Among the records below, how many lines contain the word "data"? The answer is a single number.

++++ Supplied records

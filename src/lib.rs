//! anchorcdc
//!
//! Content-defined chunking with a stateless engine.
//!
//! `anchorcdc` splits byte buffers into variable-length chunks whose
//! boundaries depend only on local content. A 48-byte rolling hash marks
//! *anchors*; chunks close at anchors once they reach a minimum size and are
//! forced closed at a maximum size. It is a small primitive for:
//!
//! - deduplication
//! - delta synchronization
//! - content-addressable storage
//!
//! The crate intentionally:
//! - does NOT open files or manage paths
//! - does NOT hash chunk contents
//! - does NOT store or index chunks
//! - does NOT keep state between scans
//!
//! Scans emit packed [`ChunkDescriptor`]s. A scan that is not flushed returns
//! where its unclosed tail starts; the caller hands that tail back with the
//! next bytes. [`ChunkIter`] and `chunk_async` do exactly that for streams.
//!
//! # Buffers
//!
//! ```
//! use anchorcdc::{Chunker, ChunkError};
//!
//! fn main() -> Result<(), ChunkError> {
//!     let data = vec![7u8; 100_000];
//!     let chunker = Chunker::new(12)?;
//!
//!     let mut chunks = Vec::new();
//!     chunker.get_chunks(&mut chunks, &data, 0, data.len(), true)?;
//!     for desc in &chunks {
//!         println!("{desc}");
//!     }
//!     Ok(())
//! }
//! ```
//!
//! # Sync streams
//!
//! ```no_run
//! use std::fs::File;
//! use anchorcdc::{Chunker, ChunkError};
//!
//! fn main() -> Result<(), ChunkError> {
//!     let file = File::open("data.bin")?;
//!     let chunker = Chunker::default();
//!
//!     for chunk in chunker.chunk(file) {
//!         let chunk = chunk?;
//!         println!("chunk {} bytes @ {}", chunk.len(), chunk.offset);
//!     }
//!     Ok(())
//! }
//! ```
//!
//! # Async streams (feature = "async-io")
//!
//! ```ignore
//! use futures_util::StreamExt;
//! use anchorcdc::{chunk_async, ChunkConfig};
//! use futures_io::AsyncRead;
//!
//! async fn demo<R: AsyncRead + Unpin>(reader: R) -> Result<(), anchorcdc::ChunkError> {
//!     let mut stream = chunk_async(reader, ChunkConfig::default());
//!
//!     while let Some(chunk) = stream.next().await {
//!         let chunk = chunk?;
//!         println!("chunk {}", chunk.data.len());
//!     }
//!     Ok(())
//! }
//! ```

#![forbid(unsafe_code)]
#![warn(missing_docs)]

mod chunk;
mod chunker;
mod config;
mod error;

mod buffer; // internal (thread-local reuse)
mod cdc; // rolling hash, exported as `RollingHash`

#[cfg(feature = "async-io")]
mod async_stream;

//
// Public surface
//

pub use cdc::RollingHash;
pub use chunk::{Chunk, ChunkDescriptor, chunk_to_length, chunk_to_offset};
pub use chunker::{ChunkIter, Chunker};
pub use config::ChunkConfig;
pub use error::ChunkError;

#[cfg(feature = "async-io")]
pub use async_stream::{ChunkStream, chunk_async};

/// Smallest accepted `mask_bits`.
pub const MIN_MASK_BITS: u32 = ChunkConfig::MIN_MASK_BITS;

/// Largest accepted `mask_bits`.
pub const MAX_MASK_BITS: u32 = ChunkConfig::MAX_MASK_BITS;

/// Length of the rolling-hash window in bytes.
pub const WINDOW_BYTES_LEN: usize = ChunkConfig::WINDOW_BYTES_LEN;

++++++++

Reply to the exercise
4